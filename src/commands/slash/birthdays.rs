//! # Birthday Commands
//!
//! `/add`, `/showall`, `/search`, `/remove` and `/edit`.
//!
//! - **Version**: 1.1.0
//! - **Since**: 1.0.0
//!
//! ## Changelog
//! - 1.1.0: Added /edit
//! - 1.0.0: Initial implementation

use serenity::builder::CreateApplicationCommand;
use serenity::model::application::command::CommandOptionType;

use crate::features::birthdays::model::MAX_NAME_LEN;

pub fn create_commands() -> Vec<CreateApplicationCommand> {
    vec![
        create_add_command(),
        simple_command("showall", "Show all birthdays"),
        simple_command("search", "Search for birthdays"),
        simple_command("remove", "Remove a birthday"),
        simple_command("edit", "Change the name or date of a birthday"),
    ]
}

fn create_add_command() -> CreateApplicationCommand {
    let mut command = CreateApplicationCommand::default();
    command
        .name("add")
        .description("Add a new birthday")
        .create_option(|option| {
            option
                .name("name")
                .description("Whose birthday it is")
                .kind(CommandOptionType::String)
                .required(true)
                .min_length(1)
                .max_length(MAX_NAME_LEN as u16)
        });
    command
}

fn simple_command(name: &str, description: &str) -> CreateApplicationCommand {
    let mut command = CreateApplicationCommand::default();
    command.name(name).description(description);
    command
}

What this task involves: Produce an identical printout of the material above.

Solved exercise:
filename src/commands/slash/birthdays.rs
//! # Birthday Commands
//!
//! `/add`, `/showall`, `/search`, `/remove` and `/edit`.
//!
//! - **Version**: 1.1.0
//! - **Since**: 1.0.0
//!
//! ## Changelog
//! - 1.1.0: Added /edit
//! - 1.0.0: Initial implementation

use serenity::builder::CreateApplicationCommand;
use serenity::model::application::command::CommandOptionType;

use crate::features::birthdays::model::MAX_NAME_LEN;

pub fn create_commands() -> Vec<CreateApplicationCommand> {
    vec![
        create_add_command(),
        simple_command("showall", "Show all birthdays"),
        simple_command("search", "Search for birthdays"),
        simple_command("remove", "Remove a birthday"),
        simple_command("edit", "Change the name or date of a birthday"),
    ]
}

fn create_add_command() -> CreateApplicationCommand {
    let mut command = CreateApplicationCommand::default();
    command
        .name("add")
        .description("Add a new birthday")
        .create_option(|option| {
            option
                .name("name")
                .description("Whose birthday it is")
                .kind(CommandOptionType::String)
                .required(true)
                .min_length(1)
                .max_length(MAX_NAME_LEN as u16)
        });
    command
}

fn simple_command(name: &str, description: &str) -> CreateApplicationCommand {
    let mut command = CreateApplicationCommand::default();
    command.name(name).description(description);
    command
}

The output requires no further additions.